When children with asthma get the flu, they often land in the hospital gasping for air. Researchers at Children’s Hospital Boston have found a previously unknown biological pathway explaining why influenza induces asthma attacks. Studies in a mouse model, published online May 29 by the journal Nature Immunology, reveal that influenza activates a newly recognized group of immune cells called natural helper cells – presenting a completely new set of drug targets for asthma.
If activation of these cells, or their asthma-inducing secretions, could be blocked, asthmatic children could be more effectively protected when they get the flu and possibly other viral infections, says senior investigator Dale Umetsu, MD, PhD, of Children’s Division of Immunology.
Although most asthma is allergic in nature, attacks triggered by viral infection tend to be what put children in the hospital, reflecting the fact that this type of asthma isn’t well controlled by existing drugs.
“Virtually 100 percent of asthmatics get worse with a viral infection,” says Umetsu. “We really didn’t know how that happened, but now we have an explanation, at least for influenza.”

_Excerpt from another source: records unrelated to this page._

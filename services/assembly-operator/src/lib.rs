//! Assembly operator library.
//!
//! The operator keeps each declared assembly (a ZooKeeper ensemble, a Kafka
//! cluster and an optional topic controller) converged with the resources of
//! a cluster-management platform.
//!
//! ## Architecture
//!
//! ```text
//! ReconcileWorker            (periodic sweeps, owns the known-assemblies set)
//! └── ReconcileAllScheduler  (enumerates identities via AssemblyIndex)
//!     └── AssemblyReconciler (one convergence pass per identity)
//!         ├── ResourceOperator<K>  (generic per-kind create/patch/delete)
//!         └── StorageLifecycle     (per-replica claims, delete-claim policy)
//! ```
//!
//! The binary ships a `main.rs`; this library surface exists for integration
//! testing and reuse.

pub mod assembly;
pub mod builders;
pub mod config;
pub mod index;
pub mod platform;
pub mod resources;
pub mod scheduler;
pub mod storage;

pub use assembly::{AssemblyError, AssemblyReconciler, Branch, ReconcileContext, ReconcileReport};
pub use index::AssemblyIndex;
pub use platform::{InMemoryPlatform, PlatformApi, PlatformError, Scope};
pub use scheduler::{KnownAssemblies, ReconcileAllScheduler, ReconcileWorker, SweepReport};
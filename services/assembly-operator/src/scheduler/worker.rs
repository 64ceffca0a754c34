//! Reconcile-all background worker.
//!
//! Runs a reconcile-all sweep on a periodic interval. Sweeps run one after
//! another, so no identity is ever reconciled twice at once.

use std::sync::Arc;
use std::time::Duration;

use assembly_model::Labels;
use tokio::sync::{watch, Mutex};
use tracing::{debug, info, instrument, warn};

use super::reconciler::{KnownAssemblies, ReconcileAllScheduler, SweepReport};
use crate::platform::{PlatformApi, Scope};

/// Worker that runs reconcile-all sweeps until shutdown.
pub struct ReconcileWorker {
    scheduler: ReconcileAllScheduler,
    selector: Labels,
    scope: Scope,
    interval: Duration,
    known: Mutex<KnownAssemblies>,
}

impl ReconcileWorker {
    /// Create a new worker sweeping spec sources in `scope`.
    pub fn new(
        platform: Arc<dyn PlatformApi>,
        scope: Scope,
        interval: Duration,
        max_concurrent_reconciles: usize,
        max_concurrent_operations: usize,
    ) -> Self {
        Self {
            scheduler: ReconcileAllScheduler::new(
                platform,
                max_concurrent_reconciles,
                max_concurrent_operations,
            ),
            selector: Labels::spec_sources(),
            scope,
            interval,
            known: Mutex::new(KnownAssemblies::new()),
        }
    }

    /// Run the worker until shutdown is signaled.
    ///
    /// The first sweep runs immediately.
    #[instrument(skip(self, shutdown))]
    pub async fn run(&self, mut shutdown: watch::Receiver<bool>) {
        info!(
            interval_secs = self.interval.as_secs(),
            scope = %self.scope,
            "Starting reconcile worker"
        );

        let mut interval = tokio::time::interval(self.interval);
        interval.set_missed_tick_behavior(tokio::time::MissedTickBehavior::Delay);

        loop {
            tokio::select! {
                _ = interval.tick() => {
                    self.sweep().await;
                }
                _ = shutdown.changed() => {
                    if *shutdown.borrow() {
                        info!("Reconcile worker shutting down");
                        break;
                    }
                }
            }
        }
    }

    /// Run a single sweep and fold its outcomes into the known set.
    pub async fn sweep(&self) -> SweepReport {
        let mut known = self.known.lock().await;
        let report = self
            .scheduler
            .reconcile_all(&self.selector, &self.scope, &known)
            .await;
        known.apply(&report);
        debug!(known = known.len(), "Known assemblies updated");

        for (id, error) in report.failed() {
            warn!(assembly = %id, error = %error, "Assembly not converged; retrying next sweep");
        }
        report
    }

    /// A copy of the known assemblies.
    pub async fn known(&self) -> KnownAssemblies {
        self.known.lock().await.clone()
    }
}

Natural helper cells were first, very recently, discovered in the intestines and are recognized to play a role in fighting parasitic worm infections as part of the innate immune system (our first line of immune defense).
“Since the lung is related to the gut – both are exposed to the environment – we asked if natural helper cells might also be in the lung and be important in asthma,” Umetsu says.

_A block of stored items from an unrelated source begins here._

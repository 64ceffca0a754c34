//! Assembly operator
//!
//! Keeps every declared Kafka assembly converged with the platform's
//! resources. Each assembly is declared by a spec source: a config object
//! labelled `assembly.io/kind=cluster` and `assembly.io/type=kafka`.
//!
//! ## Architecture
//!
//! - **Reconcile worker**: runs a reconcile-all sweep every interval
//! - **Scheduler**: enumerates assemblies and reconciles each once per sweep
//! - **Assembly reconciler**: converges services, workload sets, the
//!   management deployment, config objects and per-member claims
//! - **Platform**: abstracts the cluster-management API (in-memory for now)

use std::collections::BTreeMap;
use std::path::Path;
use std::sync::Arc;

use anyhow::{Context, Result};
use assembly_model::Labels;
use assembly_naming::AssemblyId;
use serde::Deserialize;
use tokio::sync::watch;
use tracing::{error, info};
use tracing_subscriber::{layer::SubscriberExt, util::SubscriberInitExt, EnvFilter};

use assembly_operator::config::Config;
use assembly_operator::resources::{ConfigMap, ObjectMeta, ResourceKind};
use assembly_operator::{InMemoryPlatform, ReconcileWorker};

/// One spec source in the seed file.
#[derive(Debug, Deserialize)]
struct SeedSource {
    namespace: String,
    name: String,
    #[serde(default)]
    data: BTreeMap<String, String>,
}

#[tokio::main]
async fn main() -> Result<()> {
    let config = Config::from_env()?;

    // Initialize tracing
    tracing_subscriber::registry()
        .with(EnvFilter::try_from_default_env().unwrap_or_else(|_| config.log_level.clone().into()))
        .with(tracing_subscriber::fmt::layer().json())
        .init();

    info!(
        scope = %config.scope(),
        reconcile_interval_secs = config.reconcile_interval.as_secs(),
        max_concurrent_reconciles = config.max_concurrent_reconciles,
        max_concurrent_operations = config.max_concurrent_operations,
        "Starting assembly operator"
    );

    // Create the platform (in-memory for now)
    let platform = Arc::new(InMemoryPlatform::new());
    if let Some(path) = &config.seed_file {
        let seeded = seed(&platform, path).await?;
        info!(path = %path.display(), spec_sources = seeded, "Seeded platform");
    }

    // Create shutdown channel
    let (shutdown_tx, shutdown_rx) = watch::channel(false);

    let worker = ReconcileWorker::new(
        platform,
        config.scope(),
        config.reconcile_interval,
        config.max_concurrent_reconciles,
        config.max_concurrent_operations,
    );
    let mut worker_handle = tokio::spawn(async move {
        worker.run(shutdown_rx).await;
    });

    // Wait for shutdown signal
    tokio::select! {
        _ = tokio::signal::ctrl_c() => {
            info!("Received shutdown signal");
        }
        result = &mut worker_handle => {
            if let Err(e) = result {
                error!(error = %e, "Reconcile worker panicked");
            }
            return Ok(());
        }
    }

    // Signal shutdown; the worker finishes its current sweep first.
    let _ = shutdown_tx.send(true);
    if let Err(e) = worker_handle.await {
        error!(error = %e, "Reconcile worker panicked");
    }

    info!("Assembly operator shutdown complete");
    Ok(())
}

/// Load spec sources from `path` into the platform.
async fn seed(platform: &InMemoryPlatform, path: &Path) -> Result<usize> {
    let raw = tokio::fs::read_to_string(path)
        .await
        .with_context(|| format!("failed to read seed file {}", path.display()))?;
    let sources: Vec<SeedSource> = serde_json::from_str(&raw)
        .with_context(|| format!("invalid seed file {}", path.display()))?;

    for source in &sources {
        AssemblyId::new(source.namespace.as_str(), source.name.as_str())
            .with_context(|| format!("invalid spec source {}/{}", source.namespace, source.name))?;
        let spec_source = ConfigMap {
            metadata: ObjectMeta::new(&source.namespace, &source.name, Labels::spec_sources()),
            data: source.data.clone(),
        };
        platform.insert(spec_source.into_resource()).await;
    }
    Ok(sources.len())
}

Subsequent experiments, led by first authors Ya-Jen Chang, PhD, and Hye Young Kim, PhD, in Umetsu’s lab, showed that the cells are indeed in the lung in a mouse model of influenza-induced asthma, but not in allergic asthma. The model showed that influenza A infection stimulates production of a compound called IL-33 that activates natural helper cells, which then secrete asthma-inducing compounds.
“Without these cells being activated, infection did not cause airway hyperreactivity, the cardinal feature of asthma,” Umetsu says. “Now we can start to think of this pathway as a target – IL-33, the natural helper cell itself or the factors it produces.”
Personalized medicine in asthma?
The study adds to a growing understanding of asthma as a collection of different processes, all causing airways to become twitchy and constricted. “In mouse models we’re finding very distinct pathways,” Umetsu says.
Most asthma-control drugs, such as inhaled corticosteroids, act on the best-known pathway, which involves immune cells known as TH2 cells, and which is important in allergic asthma. However, Umetsu’s team showed in 2006 that a second group of cells, known as natural killer T-cells (NKT cells), are also important in asthma, and demonstrated their presence in the lungs of asthma patients. NKT cells, they showed, can function independently of TH2 cells, for example, when asthma is induced with ozone, a major component of air pollution. Compounds targeting NKT cells are now in preclinical development.
The recognition now of a third pathway for asthma, involving natural helper cells, may reflect the diversity of triggers for asthma seen in patients.
“Clinically, we knew there were different asthma triggers, but we thought there was only one pathway for asthma,” Umetsu says, adding that all of the identified pathways can coexist in one person. “We need to understand the specific asthma pathways present in each individual with asthma and when they are triggered, so we can give the right treatment at the right time.”